While examining how valance from the auditory domain

differentially affects perceived valence in the visual domain,

and what is the interaction of time in this relationship, a

third variable was thought to be of particular interest in

this cross examination. This other variable is alexythimia.

Since the that I so highly correlated with emotions, it is

only logical to assume that it must at some part at least

mediate the relationship between the interaction of the

auditory and the visual domain. The hypotheses the

experimenter sets for this study can be grouped into

categories. Firstly, the level of valance of the musical piece

will significantly affect subsequent ratings of the

participants’ evaluations of the facial expressions.
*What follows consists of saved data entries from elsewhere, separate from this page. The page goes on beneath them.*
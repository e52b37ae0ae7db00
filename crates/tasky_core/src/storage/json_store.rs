use crate::error::AppError;
use crate::model::Task;
use std::io::{ErrorKind, Write};
use std::path::{Path, PathBuf};

pub const STORE_FILE_NAME: &str = ".tasky.json";
pub const STORE_PATH_ENV_VAR: &str = "TASKY_STORE_PATH";

/// Resolves the task file. `TASKY_STORE_PATH` wins over a configured path,
/// which wins over `~/.tasky.json`.
pub fn store_path(configured: Option<&Path>) -> Result<PathBuf, AppError> {
    if let Ok(path) = std::env::var(STORE_PATH_ENV_VAR)
        && !path.trim().is_empty()
    {
        return Ok(PathBuf::from(path));
    }

    if let Some(path) = configured {
        return Ok(path.to_path_buf());
    }

    Ok(home_dir()?.join(STORE_FILE_NAME))
}

fn home_dir() -> Result<PathBuf, AppError> {
    if cfg!(windows) {
        let profile = std::env::var("USERPROFILE")
            .map_err(|_| AppError::invalid_data("USERPROFILE is not set"))?;
        Ok(PathBuf::from(profile))
    } else {
        let home = std::env::var("HOME").map_err(|_| AppError::invalid_data("HOME is not set"))?;
        Ok(PathBuf::from(home))
    }
}

pub fn load_tasks(path: &Path) -> Result<Vec<Task>, AppError> {
    let content = match std::fs::read_to_string(path) {
        Ok(content) => content,
        Err(err) if err.kind() == ErrorKind::NotFound => return Ok(Vec::new()),
        Err(err) => return Err(AppError::io(format!("{}: {}", path.display(), err))),
    };
    if content.trim().is_empty() {
        return Ok(Vec::new());
    }

    serde_json::from_str(&content).map_err(|err| {
        AppError::invalid_data(format!("invalid task file {}: {}", path.display(), err))
    })
}

pub fn save_tasks(path: &Path, tasks: &[Task]) -> Result<(), AppError> {
    if let Some(parent) = path.parent()
        && !parent.as_os_str().is_empty()
    {
        std::fs::create_dir_all(parent).map_err(|err| AppError::io(err.to_string()))?;
    }

    let content =
        serde_json::to_string_pretty(tasks).map_err(|err| AppError::serialization(err.to_string()))?;
    let io_err = |err: std::io::Error| AppError::io(format!("{}: {}", path.display(), err));

    let mut file = open_private(path).map_err(io_err)?;
    // A file created by an older build may still be world-readable.
    #[cfg(unix)]
    {
        use std::os::unix::fs::PermissionsExt;
        file.set_permissions(std::fs::Permissions::from_mode(0o600))
            .map_err(io_err)?;
    }
    file.write_all(content.as_bytes()).map_err(io_err)?;

    Ok(())
}

/// Opens the task file for overwrite; a new file is created owner-only.
fn open_private(path: &Path) -> std::io::Result<std::fs::File> {
    let mut options = std::fs::OpenOptions::new();
    options.write(true).create(true).truncate(true);
    #[cfg(unix)]
    {
        use std::os::unix::fs::OpenOptionsExt;
        options.mode(0o600);
    }
    options.open(path)
}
It is

expected that this effect of congruency will be very strong,

but the effect of this musical priming will be observed the

most in the neutral emotional valence condition, where the

participants are expected to be more likely to evaluate the

ambiguous face depending on the valance level of the musical

excerpt he/she is given. The second hypothesis made is that

this congruency effect will become stronger in the later

stages of presentation. Simply put, it is assumed that with

time, the effects of positive valance will be aggregated for

the high valance facial expression condition, in the same way

negative valance effects will be aggregated for the low

valance condition. Finally, the trait of alexithymia, as

observed in non-clinical populations, is hypothesized to

significantly affect the interaction between valance from the

auditory domain and ratings of the facial expressions, so that

participans scoring high in alexithymia facets will be less

affected from the valance of the musical piece, and

participants that show low alexithymia traits will be affected

by music in a greater extent.

Method

Design

The experiment had a 2 x 3 x 2 within-participants design with

type of musical valence (positive vs. negative), type of

emotion of facial expression (happy vs. sad vs. neutral), and

the time stage (early stage: from 0 to 2.5 minute vs. late

stage: from 2.5 to 5 minutes) as factors. The dependent

variables (DV) was the participants’ ratings on the valance of

the emotion of the facial expression on a scale from

1=extremely happy to 7=extremely sad. Furthermore,

participants’ scores on a self-reported alexithymia scale

(TAS-20) was used as a between subjects factor.

Subjects

A total of forty university students (27.5 males, 72.5

females) aged between 19 to 34 (Mean age: 21.83, SD= 3.57)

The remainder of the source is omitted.